● What you should do: In the records that follow, find each line with "join" and pull it out.

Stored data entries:
__________

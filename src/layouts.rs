//! Layout catalog read from a directory of JSON files
//!
//! Each file is named `<model key>-<layout>.json`, e.g.
//! `k65plus-default-US.json`, and maps key ids to their position:
//!
//! ```json
//! { "1": { "name": "Esc", "row": 0, "packetIndex": [0, 1, 2] } }
//! ```

use std::collections::BTreeMap;
use std::path::PathBuf;

use k65_keyboard::{KeyPosition, LayoutCatalog};
use serde::Deserialize;
use tracing::warn;

#[derive(Debug, Deserialize)]
#[serde(rename_all = "camelCase")]
struct KeyRecord {
    name: String,
    #[serde(default)]
    row: u32,
    packet_index: Vec<usize>,
}

pub struct JsonLayoutCatalog {
    dir: PathBuf,
}

impl JsonLayoutCatalog {
    pub fn new(dir: impl Into<PathBuf>) -> Self {
        Self { dir: dir.into() }
    }
}

impl LayoutCatalog for JsonLayoutCatalog {
    fn layouts(&self, model_key: &str) -> Vec<String> {
        let prefix = format!("{}-", model_key);
        let Ok(entries) = std::fs::read_dir(&self.dir) else {
            return Vec::new();
        };
        let mut layouts: Vec<String> = entries
            .filter_map(Result::ok)
            .filter_map(|e| e.file_name().into_string().ok())
            .filter_map(|name| {
                name.strip_suffix(".json")
                    .and_then(|stem| stem.strip_prefix(&prefix))
                    .map(str::to_owned)
            })
            .collect();
        layouts.sort();
        layouts
    }

    fn key_packet_offsets(&self, layout_key: &str) -> Option<BTreeMap<u32, KeyPosition>> {
        let path = self.dir.join(format!("{}.json", layout_key));
        let content = std::fs::read_to_string(&path).ok()?;
        let records: BTreeMap<u32, KeyRecord> = match serde_json::from_str(&content) {
            Ok(records) => records,
            Err(e) => {
                warn!(error = %e, "Invalid layout file {}", path.display());
                return None;
            }
        };
        Some(
            records
                .into_iter()
                .map(|(id, r)| {
                    (
                        id,
                        KeyPosition {
                            name: r.name,
                            row: r.row,
                            packet_index: r.packet_index,
                        },
                    )
                })
                .collect(),
        )
    }
}

#[cfg(test)]
mod tests {
    use super::*;
    use tempfile::tempdir;

    #[test]
    fn test_lists_layouts_for_model() {
        let dir = tempdir().unwrap();
        for name in ["k65plus-default-US", "k65plus-default-UK", "k65plusW-default-US"] {
            std::fs::write(dir.path().join(format!("{}.json", name)), "{}").unwrap();
        }
        let catalog = JsonLayoutCatalog::new(dir.path());
        assert_eq!(catalog.layouts("k65plus-default"), vec!["UK", "US"]);
        assert_eq!(catalog.layouts("k65plusW-default"), vec!["US"]);
    }

    #[test]
    fn test_reads_key_offsets() {
        let dir = tempdir().unwrap();
        std::fs::write(
            dir.path().join("k65plus-default-US.json"),
            r#"{ "1": { "name": "Esc", "row": 0, "packetIndex": [0, 1, 2] },
                 "2": { "name": "F1", "packetIndex": [3, 4, 5] } }"#,
        )
        .unwrap();
        let catalog = JsonLayoutCatalog::new(dir.path());
        let keys = catalog.key_packet_offsets("k65plus-default-US").unwrap();
        assert_eq!(keys.len(), 2);
        assert_eq!(keys[&1].name, "Esc");
        assert_eq!(keys[&2].packet_index, vec![3, 4, 5]);
        assert!(catalog.key_packet_offsets("k65plus-default-DE").is_none());
    }
}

__________

● Finished task:
        let path = self.dir.join(format!("{}.json", layout_key));
            std::fs::write(dir.path().join(format!("{}.json", name)), "{}").unwrap();
            dir.path().join("k65plus-default-US.json"),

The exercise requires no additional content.